What needs to be done
Wherever "enum" turns up in the entries, copy out the line that holds it.

-------

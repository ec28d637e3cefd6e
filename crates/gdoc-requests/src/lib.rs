pub mod content;
pub mod structural;
pub mod style;
pub mod table;
pub mod walker;

pub use content::{ContentGenerator, ParsedContent};
pub use structural::{
    extract_placeholder_footnote_ids, separate_by_segment_ids, StructuralGenerator,
};
pub use table::TableGenerator;
pub use walker::{RequestWalker, SegmentContext};
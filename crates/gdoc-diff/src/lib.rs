pub mod align;
pub mod change;
pub mod differ;

pub use align::{align_blocks, align_table_rows};
pub use change::*;
pub use differ::TreeDiffer;
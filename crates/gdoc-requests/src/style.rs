//! XML style attributes → Docs API style objects.
//!
//! The pull side factorizes API styles into flat attribute dictionaries
//! (`bold="1"`, `size="11pt"`, `borderTop="1,#FF0000,SOLID"`); this module is
//! the inverse, producing `textStyle` / `paragraphStyle` / `tableCellStyle`
//! values plus the `fields` mask for each request.

use std::collections::BTreeMap;
use std::sync::LazyLock;

use regex::Regex;
use serde_json::{json, Map, Value};

static DIMENSION: LazyLock<Regex> =
    LazyLock::new(|| Regex::new(r"^([\d.]+)\s*(?i)(pt|in|mm)?$").expect("valid regex"));

/// Style properties as attribute name → value.
pub type StyleProps = BTreeMap<String, String>;

fn is_truthy(value: &str) -> bool {
    value == "1" || value.eq_ignore_ascii_case("true")
}

/// Parse a dimension string like `11pt` into `{magnitude, unit}`.
pub fn parse_dimension(value: &str) -> Option<Value> {
    let caps = DIMENSION.captures(value.trim())?;
    let magnitude: f64 = caps[1].parse().ok()?;
    let unit = caps
        .get(2)
        .map(|m| m.as_str().to_uppercase())
        .unwrap_or_else(|| "PT".to_string());
    Some(json!({ "magnitude": magnitude, "unit": unit }))
}

/// Parse `#RRGGBB` into an `OptionalColor` value.
pub fn parse_color(value: &str) -> Option<Value> {
    let hex = value.strip_prefix('#')?;
    if hex.len() != 6 {
        return None;
    }
    let red = u8::from_str_radix(&hex[0..2], 16).ok()?;
    let green = u8::from_str_radix(&hex[2..4], 16).ok()?;
    let blue = u8::from_str_radix(&hex[4..6], 16).ok()?;
    Some(json!({
        "color": {
            "rgbColor": {
                "red": f64::from(red) / 255.0,
                "green": f64::from(green) / 255.0,
                "blue": f64::from(blue) / 255.0,
            }
        }
    }))
}

/// Parse a border string `width,#color,dashStyle` into a border value.
pub fn parse_border(value: &str) -> Option<Value> {
    let mut parts = value.splitn(3, ',');
    let width = parts.next()?.trim();
    let color = parts.next().unwrap_or("#000000").trim();
    let dash_style = parts.next().unwrap_or("SOLID").trim();

    let magnitude: f64 = width.parse().ok()?;
    let color_value = parse_color(color).unwrap_or_else(|| {
        json!({ "color": { "rgbColor": { "red": 0.0, "green": 0.0, "blue": 0.0 } } })
    });

    Some(json!({
        "color": color_value,
        "width": { "magnitude": magnitude, "unit": "PT" },
        "dashStyle": dash_style,
    }))
}

fn push(style: &mut Map<String, Value>, fields: &mut Vec<String>, name: &str, value: Value) {
    style.insert(name.to_string(), value);
    fields.push(name.to_string());
}

/// Convert run attributes into a `textStyle` object and field mask.
pub fn convert_text_styles(styles: &StyleProps) -> (Map<String, Value>, Vec<String>) {
    let mut out = Map::new();
    let mut fields = Vec::new();

    for (key, value) in styles {
        match key.as_str() {
            "bold" | "italic" | "underline" | "strikethrough" if is_truthy(value) => {
                push(&mut out, &mut fields, key, json!(true));
            }
            "superscript" if is_truthy(value) => {
                push(&mut out, &mut fields, "baselineOffset", json!("SUPERSCRIPT"));
            }
            "subscript" if is_truthy(value) => {
                push(&mut out, &mut fields, "baselineOffset", json!("SUBSCRIPT"));
            }
            "link" if !value.is_empty() => {
                push(&mut out, &mut fields, "link", json!({ "url": value }));
            }
            "font" if !value.is_empty() => {
                push(
                    &mut out,
                    &mut fields,
                    "weightedFontFamily",
                    json!({ "fontFamily": value }),
                );
            }
            "size" => {
                if let Some(dim) = parse_dimension(value) {
                    push(&mut out, &mut fields, "fontSize", dim);
                }
            }
            "color" => {
                if let Some(color) = parse_color(value) {
                    push(&mut out, &mut fields, "foregroundColor", color);
                }
            }
            "bg" => {
                if let Some(color) = parse_color(value) {
                    push(&mut out, &mut fields, "backgroundColor", color);
                }
            }
            _ => {}
        }
    }

    (out, fields)
}

/// Convert paragraph attributes into a `paragraphStyle` object and field mask.
pub fn convert_paragraph_styles(styles: &StyleProps) -> (Map<String, Value>, Vec<String>) {
    let mut out = Map::new();
    let mut fields = Vec::new();

    for (key, value) in styles {
        match key.as_str() {
            "align" if !value.is_empty() => {
                push(&mut out, &mut fields, "alignment", json!(value));
            }
            "lineSpacing" => {
                if let Ok(spacing) = value.parse::<f64>() {
                    push(&mut out, &mut fields, "lineSpacing", json!(spacing));
                }
            }
            "spaceAbove" | "spaceBelow" => {
                if let Some(dim) = parse_dimension(value) {
                    push(&mut out, &mut fields, key, dim);
                }
            }
            "indentLeft" => {
                if let Some(dim) = parse_dimension(value) {
                    push(&mut out, &mut fields, "indentStart", dim);
                }
            }
            "indentRight" => {
                if let Some(dim) = parse_dimension(value) {
                    push(&mut out, &mut fields, "indentEnd", dim);
                }
            }
            "indentFirst" => {
                if let Some(dim) = parse_dimension(value) {
                    push(&mut out, &mut fields, "indentFirstLine", dim);
                }
            }
            "keepTogether" if is_truthy(value) => {
                push(&mut out, &mut fields, "keepLinesTogether", json!(true));
            }
            "keepNext" if is_truthy(value) => {
                push(&mut out, &mut fields, "keepWithNext", json!(true));
            }
            "avoidWidow" if is_truthy(value) => {
                push(&mut out, &mut fields, "avoidWidowAndOrphan", json!(true));
            }
            "direction" if !value.is_empty() => {
                push(&mut out, &mut fields, "direction", json!(value));
            }
            "bgColor" => {
                if let Some(color) = parse_color(value) {
                    push(
                        &mut out,
                        &mut fields,
                        "shading",
                        json!({ "backgroundColor": color }),
                    );
                }
            }
            "borderTop" | "borderBottom" | "borderLeft" | "borderRight" => {
                if let Some(border) = parse_border(value) {
                    push(&mut out, &mut fields, key, border);
                }
            }
            _ => {}
        }
    }

    (out, fields)
}

/// Convert cell attributes into a `tableCellStyle` object and field mask.
pub fn convert_cell_styles(styles: &StyleProps) -> (Map<String, Value>, Vec<String>) {
    let mut out = Map::new();
    let mut fields = Vec::new();

    for (key, value) in styles {
        match key.as_str() {
            "bg" => {
                if let Some(color) = parse_color(value) {
                    push(&mut out, &mut fields, "backgroundColor", color);
                }
            }
            "valign" => {
                let alignment = match value.to_ascii_lowercase().as_str() {
                    "top" => Some("TOP"),
                    "middle" => Some("MIDDLE"),
                    "bottom" => Some("BOTTOM"),
                    _ => None,
                };
                if let Some(alignment) = alignment {
                    push(&mut out, &mut fields, "contentAlignment", json!(alignment));
                }
            }
            "paddingTop" | "paddingBottom" | "paddingLeft" | "paddingRight" => {
                if let Some(dim) = parse_dimension(value) {
                    push(&mut out, &mut fields, key, dim);
                }
            }
            "borderTop" | "borderBottom" | "borderLeft" | "borderRight" => {
                if let Some(border) = parse_border(value) {
                    push(&mut out, &mut fields, key, border);
                }
            }
            _ => {}
        }
    }

    (out, fields)
}
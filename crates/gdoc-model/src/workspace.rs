//! On-disk layout of a pulled document folder.
//!
//! A folder holds the editable `document.xml`, an optional `styles.xml`, and
//! a read-only `.pristine/document.zip` with the same pair as of the last
//! pull. The engine reads all of them and writes none.

use std::fs;
use std::io::Read;
use std::path::Path;
use std::sync::LazyLock;

use regex::Regex;
use zip::result::ZipError;
use zip::ZipArchive;

use crate::error::{DocError, Result};

pub const DOCUMENT_XML: &str = "document.xml";
pub const STYLES_XML: &str = "styles.xml";
pub const PRISTINE_DIR: &str = ".pristine";
pub const PRISTINE_ZIP: &str = "document.zip";

static DOC_ID: LazyLock<Regex> =
    LazyLock::new(|| Regex::new(r#"<doc\s+id="([^"]+)""#).expect("valid regex"));

/// The loaded contents of a document folder.
#[derive(Debug, Clone)]
pub struct DocFolder {
    pub document_id: String,
    pub current_xml: String,
    pub current_styles: Option<String>,
    pub pristine_xml: String,
    pub pristine_styles: Option<String>,
}

impl DocFolder {
    pub fn load(folder: &Path) -> Result<Self> {
        let current_xml = fs::read_to_string(folder.join(DOCUMENT_XML))?;

        let styles_path = folder.join(STYLES_XML);
        let current_styles = if styles_path.exists() {
            Some(fs::read_to_string(styles_path)?)
        } else {
            None
        };

        let (pristine_xml, pristine_styles) = read_pristine(folder)?;

        // Prefer the id recorded in the pristine document; fall back to the
        // folder name, which the pull side sets to the document id.
        let document_id = DOC_ID
            .captures(&pristine_xml)
            .map(|c| c[1].to_string())
            .or_else(|| {
                folder
                    .file_name()
                    .map(|n| n.to_string_lossy().into_owned())
            })
            .unwrap_or_default();

        Ok(Self {
            document_id,
            current_xml,
            current_styles,
            pristine_xml,
            pristine_styles,
        })
    }
}

fn read_pristine(folder: &Path) -> Result<(String, Option<String>)> {
    let zip_path = folder.join(PRISTINE_DIR).join(PRISTINE_ZIP);
    if !zip_path.exists() {
        return Err(DocError::NotFound(format!(
            "pristine zip not found: {}",
            zip_path.display()
        )));
    }

    let file = fs::File::open(&zip_path)?;
    let mut archive = ZipArchive::new(file)?;

    let pristine_xml = match archive.by_name(DOCUMENT_XML) {
        Ok(mut entry) => {
            let mut content = String::new();
            entry.read_to_string(&mut content)?;
            content
        }
        Err(ZipError::FileNotFound) => {
            return Err(DocError::NotFound(format!(
                "{DOCUMENT_XML} not found in pristine zip"
            )))
        }
        Err(err) => return Err(err.into()),
    };

    let pristine_styles = match archive.by_name(STYLES_XML) {
        Ok(mut entry) => {
            let mut content = String::new();
            entry.read_to_string(&mut content)?;
            Some(content)
        }
        Err(ZipError::FileNotFound) => None,
        Err(err) => return Err(err.into()),
    };

    Ok((pristine_xml, pristine_styles))
}
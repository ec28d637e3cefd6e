use gdoc_model::SegmentType;
use serde::{Deserialize, Serialize};

// ---------------------------------------------------------------------------
// ChangeOp
// ---------------------------------------------------------------------------

/// Change operations detected during diff.
#[derive(Debug, Clone, Copy, PartialEq, Eq, Serialize, Deserialize)]
#[serde(rename_all = "snake_case")]
pub enum ChangeOp {
    Unchanged,
    Added,
    Deleted,
    Modified,
}

impl ChangeOp {
    pub fn as_str(&self) -> &'static str {
        match self {
            ChangeOp::Unchanged => "unchanged",
            ChangeOp::Added => "added",
            ChangeOp::Deleted => "deleted",
            ChangeOp::Modified => "modified",
        }
    }
}

impl std::fmt::Display for ChangeOp {
    fn fmt(&self, f: &mut std::fmt::Formatter<'_>) -> std::fmt::Result {
        f.write_str(self.as_str())
    }
}

impl Default for ChangeOp {
    fn default() -> Self {
        ChangeOp::Unchanged
    }
}

// ---------------------------------------------------------------------------
// NodeKind
// ---------------------------------------------------------------------------

/// Node discriminant plus the extras that only that node type carries.
#[derive(Debug, Clone, PartialEq, Eq, Serialize, Deserialize)]
#[serde(tag = "node_type", rename_all = "snake_case")]
pub enum NodeKind {
    Document,
    Tab {
        tab_id: String,
        /// New title, set only when the title changed on a matched tab.
        tab_title: Option<String>,
    },
    Segment {
        segment_type: SegmentType,
        segment_id: String,
        /// End index of the pristine segment (0 for added segments).
        segment_end: usize,
    },
    ContentBlock {
        /// The group's trailing newline is the newline before a non-deleted
        /// table/TOC, which must never be deleted.
        before_structural_element: bool,
    },
    Table {
        /// Pristine start index of the table (0 when added).
        table_start: usize,
    },
    TableRow {
        row_index: usize,
    },
    TableColumn {
        col_index: usize,
    },
    TableCell {
        col_index: usize,
    },
}

impl Default for NodeKind {
    fn default() -> Self {
        NodeKind::Document
    }
}

// ---------------------------------------------------------------------------
// ChangeNode
// ---------------------------------------------------------------------------

/// A node in the change tree.
///
/// The change tree mirrors the document structure
/// (document → tab → segment → content block / table → row → cell) but only
/// contains nodes that changed or are ancestors of changed nodes.
#[derive(Debug, Clone, Default, Serialize, Deserialize)]
pub struct ChangeNode {
    pub kind: NodeKind,
    pub op: ChangeOp,
    pub node_id: String,
    pub before_xml: Option<String>,
    pub after_xml: Option<String>,
    pub pristine_start: usize,
    pub pristine_end: usize,
    pub children: Vec<ChangeNode>,
}

impl ChangeNode {
    pub fn new(kind: NodeKind, op: ChangeOp) -> Self {
        Self {
            kind,
            op,
            ..Default::default()
        }
    }

    pub fn is_segment(&self) -> bool {
        matches!(self.kind, NodeKind::Segment { .. })
    }

    pub fn segment_type(&self) -> Option<SegmentType> {
        match &self.kind {
            NodeKind::Segment { segment_type, .. } => Some(*segment_type),
            _ => None,
        }
    }

    pub fn segment_id(&self) -> Option<&str> {
        match &self.kind {
            NodeKind::Segment { segment_id, .. } => Some(segment_id.as_str()),
            _ => None,
        }
    }

    pub fn row_index(&self) -> Option<usize> {
        match &self.kind {
            NodeKind::TableRow { row_index } => Some(*row_index),
            _ => None,
        }
    }

    pub fn col_index(&self) -> Option<usize> {
        match &self.kind {
            NodeKind::TableColumn { col_index } | NodeKind::TableCell { col_index } => {
                Some(*col_index)
            }
            _ => None,
        }
    }
}

// ---------------------------------------------------------------------------
// AlignedPair
// ---------------------------------------------------------------------------

/// A pair of aligned indices from the pristine and current lists.
///
/// - `(Some(i), None)` — pristine\[i\] was deleted
/// - `(None, Some(j))` — current\[j\] was added
/// - `(Some(i), Some(j))` — pristine\[i\] matches current\[j\]
#[derive(Debug, Clone, Copy, PartialEq, Eq, Serialize, Deserialize)]
pub struct AlignedPair {
    pub pristine_idx: Option<usize>,
    pub current_idx: Option<usize>,
}

impl AlignedPair {
    pub fn matched(pristine_idx: usize, current_idx: usize) -> Self {
        Self {
            pristine_idx: Some(pristine_idx),
            current_idx: Some(current_idx),
        }
    }

    pub fn deleted(pristine_idx: usize) -> Self {
        Self {
            pristine_idx: Some(pristine_idx),
            current_idx: None,
        }
    }

    pub fn added(current_idx: usize) -> Self {
        Self {
            pristine_idx: None,
            current_idx: Some(current_idx),
        }
    }
}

-------

Reply
pub enum ChangeOp {
pub enum NodeKind {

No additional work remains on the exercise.